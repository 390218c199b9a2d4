//! Shutdown coordination.

use std::sync::atomic::{AtomicBool, Ordering};
use std::time::Duration;

use tokio::sync::broadcast;

use crate::server::ServerEngine;

/// Coordinator for graceful shutdown.
///
/// Background tasks (config watcher, event printers) subscribe and exit
/// when it fires. Only the first trigger is broadcast.
pub struct Shutdown {
    tx: broadcast::Sender<()>,
    triggered: AtomicBool,
}

impl Shutdown {
    pub fn new() -> Self {
        let (tx, _) = broadcast::channel(1);
        Self {
            tx,
            triggered: AtomicBool::new(false),
        }
    }

    pub fn subscribe(&self) -> broadcast::Receiver<()> {
        self.tx.subscribe()
    }

    /// Fire the signal. Returns `false` if it had already fired.
    pub fn trigger(&self) -> bool {
        if self.triggered.swap(true, Ordering::AcqRel) {
            return false;
        }
        let receivers = self.tx.send(()).unwrap_or(0);
        tracing::debug!(receivers, "Shutdown triggered");
        true
    }

    pub fn is_triggered(&self) -> bool {
        self.triggered.load(Ordering::Acquire)
    }

    /// Number of tasks still listening.
    pub fn receiver_count(&self) -> usize {
        self.tx.receiver_count()
    }
}

impl Default for Shutdown {
    fn default() -> Self {
        Self::new()
    }
}

/// Stop `server`, giving up after `deadline`. Returns `false` on timeout,
/// in which case the caller should exit anyway.
pub async fn stop_within(server: &ServerEngine, deadline: Duration) -> bool {
    match tokio::time::timeout(deadline, server.stop()).await {
        Ok(()) => true,
        Err(_) => {
            tracing::error!(deadline = ?deadline, "Server did not stop in time, forcing exit");
            false
        }
    }
}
------
## Exercise description
Go through the listing above and set down each line exactly as it stands.

## Written solution
repository 390218c199b9a2d4
//! Shutdown coordination.

use std::sync::atomic::{AtomicBool, Ordering};
use std::time::Duration;

use tokio::sync::broadcast;

use crate::server::ServerEngine;

/// Coordinator for graceful shutdown.
///
/// Background tasks (config watcher, event printers) subscribe and exit
/// when it fires. Only the first trigger is broadcast.
pub struct Shutdown {
    tx: broadcast::Sender<()>,
    triggered: AtomicBool,
}

impl Shutdown {
    pub fn new() -> Self {
        let (tx, _) = broadcast::channel(1);
        Self {
            tx,
            triggered: AtomicBool::new(false),
        }
    }

    pub fn subscribe(&self) -> broadcast::Receiver<()> {
        self.tx.subscribe()
    }

    /// Fire the signal. Returns `false` if it had already fired.
    pub fn trigger(&self) -> bool {
        if self.triggered.swap(true, Ordering::AcqRel) {
            return false;
        }
        let receivers = self.tx.send(()).unwrap_or(0);
        tracing::debug!(receivers, "Shutdown triggered");
        true
    }

    pub fn is_triggered(&self) -> bool {
        self.triggered.load(Ordering::Acquire)
    }

    /// Number of tasks still listening.
    pub fn receiver_count(&self) -> usize {
        self.tx.receiver_count()
    }
}

impl Default for Shutdown {
    fn default() -> Self {
        Self::new()
    }
}

/// Stop `server`, giving up after `deadline`. Returns `false` on timeout,
/// in which case the caller should exit anyway.
pub async fn stop_within(server: &ServerEngine, deadline: Duration) -> bool {
    match tokio::time::timeout(deadline, server.stop()).await {
        Ok(()) => true,
        Err(_) => {
            tracing::error!(deadline = ?deadline, "Server did not stop in time, forcing exit");
            false
        }
    }
}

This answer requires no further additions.